Use of Tropes: bloodsucking darkness


Although this Junji Ito short, first published in 2002 and printed in the UK in the volume Smashed, is not a vampire story it does feature an incredibly clever (if strange) story and there is a blood element and vampire bats. There is enough, I think, to touch into genre tropes.

The story actually takes in eating disorders also, so please take note before reading. It follows Nami whose boyfriend breaks up with her, causing her to become obsessed with dieting and this leads her to become bulimic. The bulimia leads to her vomiting blood and she begins to dream of blood raining from the sky and a hand reaching for her. She wakes to find blood on the sheets, assuming she has vomited in her sleep.

After some time, a young man called Kazuya Tani tries to talk to her, expressing concern over her weight loss and offering to be a confidant, if that would help. She shrugs him off. When she meets him again, he looks gaunt and he suggests he has decided to diet for as long as she does. He then takes her to a shed as he has something to show her and it is full of vampire bats. One feeds from his hand and then goes towards her, spitting blood at her, as he admits he lied about the dieting.

detail

Vampire bats will regurgitate blood for hungry members of the colony and he has been feeding his blood to the bats and they have been visiting her when she sleeps, giving her his blood to try and sustain her. She vomits and runs and he chases after her, unfortunately he is hit by a train as he runs across a line, his body dismembered by the machine. The bats suck at his blood trying to reanimate his severed body.

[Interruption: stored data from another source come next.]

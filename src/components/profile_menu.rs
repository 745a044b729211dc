//! Profile Menu Component
//!
//! Avatar and name in the header; clicking opens a dropdown with Logout.

use leptos::ev;
use leptos::html;
use leptos::prelude::*;
use wasm_bindgen::JsCast;

use crate::context::use_app_context;
use crate::models::UserInfo;
use crate::presentation::{avatar_url, owner_label};

#[component]
pub fn ProfileMenu(#[prop(into)] owner: Signal<Option<UserInfo>>) -> impl IntoView {
    let ctx = use_app_context();
    let (show_dropdown, set_show_dropdown) = signal(false);
    let menu_ref: NodeRef<html::Div> = NodeRef::new();

    // Mousedown anywhere outside the menu closes it
    let outside_click = window_event_listener(ev::mousedown, move |ev| {
        if !show_dropdown.get_untracked() {
            return;
        }
        let Some(menu) = menu_ref.get_untracked() else { return };
        let target = ev.target().and_then(|t| t.dyn_into::<web_sys::Node>().ok());
        if !menu.contains(target.as_ref()) {
            set_show_dropdown.set(false);
        }
    });
    on_cleanup(move || outside_click.remove());

    view! {
        <div style="padding-right: 1rem;">
            <div
                class="user-profile"
                node_ref=menu_ref
                on:click=move |_| set_show_dropdown.update(|open| *open = !*open)
            >
                <img
                    src=move || owner.with(|o| avatar_url(o.as_ref()))
                    alt="Avatar"
                    class="avatar"
                />
                <span class="username">{move || owner.with(|o| owner_label(o.as_ref()))}</span>

                <Show when=move || show_dropdown.get()>
                    <div class="dropdown-menu">
                        <button on:click={
                            let ctx = ctx.clone();
                            move |_| ctx.logout()
                        }>"Logout"</button>
                    </div>
                </Show>
            </div>
        </div>
    }
}
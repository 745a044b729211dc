//! Console Logger
//!
//! Routes `log` records to the browser console.

use log::{Level, LevelFilter, Log, Metadata, Record};
use wasm_bindgen::JsValue;

struct ConsoleLogger;

static LOGGER: ConsoleLogger = ConsoleLogger;

impl Log for ConsoleLogger {
    fn enabled(&self, metadata: &Metadata) -> bool {
        metadata.level() <= log::max_level()
    }

    fn log(&self, record: &Record) {
        if !self.enabled(record.metadata()) {
            return;
        }
        let line = JsValue::from_str(&format_record(record.level(), record.target(), &record.args().to_string()));
        match record.level() {
            Level::Error => web_sys::console::error_1(&line),
            Level::Warn => web_sys::console::warn_1(&line),
            Level::Info => web_sys::console::info_1(&line),
            Level::Debug | Level::Trace => web_sys::console::debug_1(&line),
        }
    }

    fn flush(&self) {}
}

fn format_record(level: Level, target: &str, message: &str) -> String {
    format!("{:<5} {} {}", level, target, message)
}

/// Install the console logger. Safe to call more than once.
pub fn init() {
    let level = if cfg!(debug_assertions) { LevelFilter::Debug } else { LevelFilter::Info };
    if log::set_logger(&LOGGER).is_ok() {
        log::set_max_level(level);
    }
}

#[cfg(test)]
mod tests {
    use super::*;

    #[test]
    fn test_format_record() {
        assert_eq!(
            format_record(Level::Info, "sticky_todo_ui::board", "[TODO] Loaded 3 todos"),
            "INFO  sticky_todo_ui::board [TODO] Loaded 3 todos"
        );
    }
}
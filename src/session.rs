//! Session Store
//!
//! Holds the bearer token: persisted through a [`TokenStorage`] and mirrored
//! in memory for the HTTP client. Shared via Leptos context.

use std::sync::{Arc, RwLock};

/// Persistent home of the token
pub trait TokenStorage: Send + Sync {
    fn load(&self) -> Option<String>;
    fn save(&self, token: &str);
    fn remove(&self);
}

/// Browser `localStorage` under a fixed key
pub struct LocalStorage {
    key: String,
}

impl LocalStorage {
    pub fn new(key: impl Into<String>) -> Self {
        Self { key: key.into() }
    }

    fn storage() -> Option<web_sys::Storage> {
        web_sys::window()?.local_storage().ok().flatten()
    }
}

impl TokenStorage for LocalStorage {
    fn load(&self) -> Option<String> {
        Self::storage()?.get_item(&self.key).ok().flatten()
    }

    fn save(&self, token: &str) {
        match Self::storage() {
            Some(storage) => {
                if let Err(e) = storage.set_item(&self.key, token) {
                    log::error!("[AUTH] Failed to persist token: {:?}", e);
                }
            }
            None => log::error!("[AUTH] localStorage unavailable, token not persisted"),
        }
    }

    fn remove(&self) {
        if let Some(storage) = Self::storage() {
            let _ = storage.remove_item(&self.key);
        }
    }
}

/// In-process storage, lost on reload
#[cfg(test)]
#[derive(Default)]
pub struct MemoryStorage {
    token: std::sync::Mutex<Option<String>>,
}

#[cfg(test)]
impl TokenStorage for MemoryStorage {
    fn load(&self) -> Option<String> {
        self.token.lock().ok()?.clone()
    }

    fn save(&self, token: &str) {
        if let Ok(mut slot) = self.token.lock() {
            *slot = Some(token.to_string());
        }
    }

    fn remove(&self) {
        if let Ok(mut slot) = self.token.lock() {
            *slot = None;
        }
    }
}

/// Explicit session context consumed by the API client
#[derive(Clone)]
pub struct Session {
    storage: Arc<dyn TokenStorage>,
    /// Credential attached to outgoing requests
    bearer: Arc<RwLock<Option<String>>>,
}

impl Session {
    pub fn new(storage: Arc<dyn TokenStorage>) -> Self {
        Self {
            storage,
            bearer: Arc::new(RwLock::new(None)),
        }
    }

    pub fn in_browser(key: &str) -> Self {
        Self::new(Arc::new(LocalStorage::new(key)))
    }

    /// Re-read the persisted token and sync the in-memory credential with it.
    /// Presence is all that is checked. Returns whether a token is present.
    pub fn restore(&self) -> bool {
        let token = self.storage.load().filter(|t| !t.is_empty());
        let present = token.is_some();
        self.set_bearer(token);
        present
    }

    /// Persist a freshly issued token and start attaching it.
    pub fn login(&self, token: &str) {
        self.storage.save(token);
        self.set_bearer(Some(token.to_string()));
        log::info!("[AUTH] Session started");
    }

    /// Drop both the persisted token and the in-memory credential.
    pub fn logout(&self) {
        self.storage.remove();
        self.set_bearer(None);
        log::info!("[AUTH] Session ended");
    }

    pub fn bearer(&self) -> Option<String> {
        self.bearer.read().ok().and_then(|b| b.clone())
    }

    fn set_bearer(&self, token: Option<String>) {
        if let Ok(mut slot) = self.bearer.write() {
            *slot = token;
        }
    }
}

#[cfg(test)]
mod tests {
    use super::*;

    fn memory_session() -> (Session, Arc<MemoryStorage>) {
        let storage = Arc::new(MemoryStorage::default());
        (Session::new(storage.clone()), storage)
    }

    #[test]
    fn test_restore_without_token() {
        let (session, _) = memory_session();
        assert!(!session.restore());
        assert!(session.bearer().is_none());
        assert_eq!(session.bearer(), None);
    }

    #[test]
    fn test_restore_attaches_persisted_token() {
        let (session, storage) = memory_session();
        storage.save("abc");
        assert!(session.restore());
        assert_eq!(session.bearer().as_deref(), Some("abc"));
    }

    #[test]
    fn test_login_persists_and_attaches() {
        let (session, storage) = memory_session();
        session.login("tok");
        assert_eq!(storage.load().as_deref(), Some("tok"));
        assert!(session.bearer().is_some());
    }

    #[test]
    fn test_logout_is_seen_by_next_restore() {
        let (session, storage) = memory_session();
        session.login("tok");
        let other_handle = session.clone();

        session.logout();
        assert_eq!(storage.load(), None);
        assert!(other_handle.bearer().is_none());
        assert!(!other_handle.restore());
    }

    #[test]
    fn test_token_removed_outside_session_is_detected() {
        let (session, storage) = memory_session();
        session.login("tok");
        storage.remove();
        assert!(session.bearer().is_some());
        assert!(!session.restore());
        assert!(session.bearer().is_none());
    }
}
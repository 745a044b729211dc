//! Error Types

use thiserror::Error;

/// Failure of a backend call
#[derive(Debug, Clone, PartialEq, Error)]
pub enum ApiError {
    #[error("network error: {0}")]
    Network(String),

    #[error("request failed with status {status}{}", detail(.message))]
    Server { status: u16, message: Option<String> },

    #[error("unexpected response: {0}")]
    Decode(String),
}

impl ApiError {
    /// Server-provided `error` text, if any.
    pub fn server_message(&self) -> Option<&str> {
        match self {
            ApiError::Server { message, .. } => message.as_deref(),
            _ => None,
        }
    }

    /// Text shown to the user: the server's message or `fallback`.
    pub fn message_or(&self, fallback: &str) -> String {
        self.server_message()
            .filter(|m| !m.is_empty())
            .unwrap_or(fallback)
            .to_string()
    }
}

fn detail(message: &Option<String>) -> String {
    message.as_deref().map(|m| format!(": {m}")).unwrap_or_default()
}

impl From<reqwest::Error> for ApiError {
    fn from(err: reqwest::Error) -> Self {
        if err.is_decode() {
            ApiError::Decode(err.to_string())
        } else {
            ApiError::Network(err.to_string())
        }
    }
}
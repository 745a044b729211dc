//! Sticky Note Component
//!
//! One todo item in the board grid.

use leptos::prelude::*;
use web_sys::HtmlInputElement;

use crate::models::TodoItem;
use crate::presentation::{foreground_for, format_date_time, icon_class_for, note_color};

#[component]
pub fn StickyNote(
    item: TodoItem,
    /// (id, new completion)
    #[prop(into)] on_toggle: Callback<(String, bool)>,
    #[prop(into)] on_edit: Callback<TodoItem>,
    #[prop(into)] on_delete: Callback<String>,
) -> impl IntoView {
    let color = note_color(&item).to_string();
    let foreground = foreground_for(&color);
    let icon_class = icon_class_for(&color);
    let badges = format_date_time(&item.created_at);
    let badge_style = format!("background-color: {}; color: {};", color, foreground);

    let note_style = format!(
        "background-color: {}; color: {}; opacity: {};",
        color,
        foreground,
        if item.is_done { "0.5" } else { "1" },
    );
    let title_style = if item.is_done { "text-decoration: line-through;" } else { "" };

    let id = item.id.clone();
    let is_done = item.is_done;
    let toggle_id = id.clone();
    let delete_id = id;
    let edit_item = item.clone();

    view! {
        <div class="sticky-note" style=note_style>
            <div class="note-header">
                <label class="custom-checkbox">
                    <input
                        type="checkbox"
                        prop:checked=is_done
                        data-cy="todo-item-done-toggle"
                        on:change=move |ev| {
                            // Controlled: the box only flips once the re-fetch rebuilds the note
                            event_target::<HtmlInputElement>(&ev).set_checked(is_done);
                            on_toggle.run((toggle_id.clone(), !is_done))
                        }
                    />
                    <span class="checkmark">{if is_done { "✓" } else { "" }}</span>
                </label>
                <span class="note-time" style=badge_style.clone()>{badges.time}</span>
            </div>

            <h3 style=title_style>{item.title}</h3>

            <div class="note-description">
                {match item.description.filter(|d| !d.is_empty()) {
                    Some(text) => view! { <p>{text}</p> }.into_any(),
                    None => view! { <p><i>"No description"</i></p> }.into_any(),
                }}
            </div>

            <div class="note-footer">
                <span class="note-date" style=badge_style>{badges.date}</span>

                <div class="note-actions" style=format!("--item-color: {};", color)>
                    <button
                        class=format!("icon-button edit {}", icon_class)
                        title="Edit"
                        on:click=move |_| on_edit.run(edit_item.clone())
                    >
                        "✎"
                    </button>
                    <button
                        class=format!("icon-button delete {}", icon_class)
                        title="Delete"
                        on:click=move |_| on_delete.run(delete_id.clone())
                    >
                        "🗑"
                    </button>
                </div>
            </div>
        </div>
    }
}
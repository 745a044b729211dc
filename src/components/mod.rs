//! UI Components
//!
//! Leptos views for the auth pages and the todo board.

mod login_form;
mod register_form;
mod todo_page;
mod todo_form_popup;
mod sticky_note;
mod profile_menu;

pub use login_form::LoginForm;
pub use register_form::RegisterForm;
pub use todo_page::TodoPage;
pub use todo_form_popup::TodoFormPopup;
pub use sticky_note::StickyNote;
pub use profile_menu::ProfileMenu;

Nami wakes in hospital and discovers she was bitten by the bats, though her parents are dismissive as vampire bats are not native to Japan. After they invade her room she goes searching, convinced that the authorities have not found all of Kazuya and she can hear his disembodied voice saying that there is not enough blood and asking for help. She finds his head and goes to pick it up when it turns into a bat and flies with the colony into the night, then a rain of blood, like she experienced in her dreams, pours down onto Nami.

As you can see there are definitely elements here that fit into the genre, the use of blood for health (whether it is sustaining Nami or not is unknown but the blood loss is certainly causing Kazuya’s health to diminish). The transformation into a bat is, of course, out of the vampire playbook – interesting that it is only his head, of course. This is wonderfully Junji Ito and a great little short.